Bolívia em Chamas: Povo nas Ruas Exige Renúncia de Presidente em Meio a Repressão Brutal
A Bolívia vive um momento de intensa convulsão social, com 23 bloqueios de estradas paralisando o país nesta segunda-feira (18), segundo a Administradora Boliviana de Estradas (ABC). A pressão popular pela renúncia do presidente Rodrigo Paz, que assumiu o cargo há apenas seis meses, se intensifica, especialmente na região da capital La Paz, onde 13 vias estão fechadas. A crise já provoca escassez de alimentos e combustíveis, impactando diretamente a vida da população.
A tensão escalou após a polícia reprimir violentamente protestos em El Alto durante o fim de semana. A Defensoria Pública da Bolívia registrou 47 prisões e cinco feridos, além de denúncias de assassinato de ao menos dois manifestantes por grupos campesinos. O defensor público Pedro Callisaya também relatou ataques à imprensa e confrontos entre manifestantes e moradores.
O que começou como protestos contra o fim do subsídio à gasolina e uma polêmica lei agrária, que visava beneficiar grandes empresários em detrimento de pequenos agricultores, evoluiu para uma revolta popular com a adesão de camponeses, indígenas, mineiros e professores. Embora a lei agrária tenha sido revogada, a mobilização não cessou, ganhando novas forças com denúncias de repressão governamental.
Organizações como a Confederação Nacional de Mulheres “Bartolina Sisa” denunciam a violência policial e militar, afirmando que o governo age em favor de setores privilegiados, enquanto tenta silenciar a voz do povo com prisões e processos judiciais. “De forma violenta e criminosa o governo interveio na mobilização do povo”, declarou a entidade.
Em contrapartida, o governo acusa os movimentos populares de usarem armas, incluindo dinamites, e aponta o ex-presidente Evo Morales como incitador da violência.

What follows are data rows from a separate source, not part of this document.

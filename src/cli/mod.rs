//! CLI module for the media tool
//!
//! # Submodules
//!
//! - `args` - Command-line argument definitions using clap
//! - `commands` - Command handler implementations
//! - `progress` - Progress bars and CLI output utilities

pub mod args;
pub mod commands;
pub mod progress;

pub use args::{Args, Commands, ImportCommands, TargetArg};
pub use commands::run_command;
pub use progress::{DualWriter, IndicatifRenderer};
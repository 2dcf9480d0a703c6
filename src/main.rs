//! Media Tool - CLI Entry Point
//!
//! Thin wrapper around the library: argument parsing, logging setup and
//! command dispatch.

use anyhow::{Context, Result};
use clap::Parser;
use env_logger::Builder;
use log::{info, LevelFilter};
use media_tool::cli::{self, Args, DualWriter};
use media_tool::core::config::Config;
use std::fs::OpenOptions;
use std::io::Write;

fn parse_level(level: &str) -> LevelFilter {
    match level.to_lowercase().as_str() {
        "error" => LevelFilter::Error,
        "warn" => LevelFilter::Warn,
        "info" => LevelFilter::Info,
        "debug" => LevelFilter::Debug,
        "trace" => LevelFilter::Trace,
        _ => LevelFilter::Info,
    }
}

fn init_logging(config: &Config) -> Result<()> {
    let log_level = parse_level(&config.logging.level);

    if config.logging.log_to_file {
        let log_file = OpenOptions::new()
            .create(true)
            .append(true)
            .open(&config.logging.log_file)
            .with_context(|| {
                format!(
                    "Failed to open log file '{}'",
                    config.logging.log_file.display()
                )
            })?;

        Builder::new()
            .filter_level(log_level)
            .format(|buf, record| {
                writeln!(
                    buf,
                    "[{} {} {}] {}",
                    chrono::Local::now().format("%Y-%m-%d %H:%M:%S"),
                    record.level(),
                    record.target(),
                    record.args()
                )
            })
            .target(env_logger::Target::Pipe(Box::new(DualWriter {
                console: std::io::stderr(),
                file: Some(log_file),
            })))
            .init();

        info!("Logging to file: {}", config.logging.log_file.display());
    } else {
        Builder::from_env(env_logger::Env::default().default_filter_or(&config.logging.level))
            .target(env_logger::Target::Pipe(Box::new(DualWriter {
                console: std::io::stderr(),
                file: None,
            })))
            .init();
    }
    Ok(())
}

fn main() -> Result<()> {
    let args = Args::parse();

    let mut config = if let Some(ref config_path) = args.config {
        match Config::load(config_path) {
            Ok(cfg) => cfg,
            Err(e) => {
                eprintln!("Warning: Failed to load config file: {}", e);
                Config::default()
            }
        }
    } else {
        Config::load_default().unwrap_or_default()
    };

    if let Some(ref level) = args.log_level {
        config.logging.level = level.clone();
    }
    if args.verbose {
        config.logging.level = "debug".to_string();
    }

    init_logging(&config)?;

    info!("{} v{}", media_tool::NAME, media_tool::VERSION);
    info!("============================");

    cli::run_command(&args, &config)
}
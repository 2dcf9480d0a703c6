//! Test Database Module
//!
//! In-memory device fixtures for exercising the import engine without a
//! camera plugged in.
//!
//! # Features
//!
//! - **Mock Devices**: [`MockDevice`] holds a file tree built from paths, with
//!   injectable listing, read and delete failures
//! - **Mock Library**: [`MockDeviceLibrary`] attaches several devices and
//!   records init, selection and teardown calls
//! - **Scenarios**: [`ScenarioLibrary`] builds the device setups used by the
//!   session tests (GoPro, camcorder, SD card, mixed rigs)
//! - **Progress capture**: [`RecordingProgress`] keeps every progress event
//!
//! # Quick Start
//!
//! ```rust,no_run
//! use media_tool::core::progress::NoProgress;
//! use media_tool::core::session::{import_from_devices, DeviceSelection, ImportRequest};
//! use media_tool::core::tree::TreeWalker;
//! use media_tool::testdb::ScenarioLibrary;
//! use std::path::PathBuf;
//!
//! let mut library = ScenarioLibrary::mixed_rig();
//! let request = ImportRequest {
//!     selection: DeviceSelection::label_contains("GoPro"),
//!     device_dir: "DCIM/100GOPRO".to_string(),
//!     target_dir: PathBuf::from("./staging"),
//!     dry_run: true,
//! };
//! let outcome = import_from_devices(&mut library, &request, &TreeWalker::default(), &mut NoProgress);
//! ```

pub mod mock_device;
pub mod scenarios;

pub use mock_device::{LibraryCall, MockDevice, MockDeviceLibrary, MockEntry, MockHandle};
pub use scenarios::ScenarioLibrary;

use crate::core::progress::{ProgressEvent, ProgressPhase, ProgressRenderer};

/// Progress renderer that records everything it receives
#[derive(Debug, Default, Clone)]
pub struct RecordingProgress {
    /// `(phase, total_files, total_bytes)` per started pass
    pub started: Vec<(ProgressPhase, usize, u64)>,
    pub events: Vec<ProgressEvent>,
    pub finished: Vec<ProgressPhase>,
}

impl RecordingProgress {
    /// Events of one phase only
    pub fn events_for(&self, phase: ProgressPhase) -> Vec<&ProgressEvent> {
        self.events.iter().filter(|e| e.phase == phase).collect()
    }
}

impl ProgressRenderer for RecordingProgress {
    fn start(&mut self, phase: ProgressPhase, total_files: usize, total_bytes: u64) {
        self.started.push((phase, total_files, total_bytes));
    }

    fn update(&mut self, event: &ProgressEvent) {
        self.events.push(event.clone());
    }

    fn finish(&mut self, phase: ProgressPhase) {
        self.finished.push(phase);
    }
}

Morales, por sua vez, nega as acusações e denuncia o uso das Forças Armadas para reprimir a população, criticando a criminalização das manifestações legítimas.
A Central Operária Boliviana (COB) também se manifesta contra a prisão de lideranças e incentiva a continuidade dos protestos, reafirmando a importância da luta popular contra o que consideram um governo que não representa os interesses da maioria. A situação segue tensa, com o povo boliviano exigindo mudanças e o fim da repressão.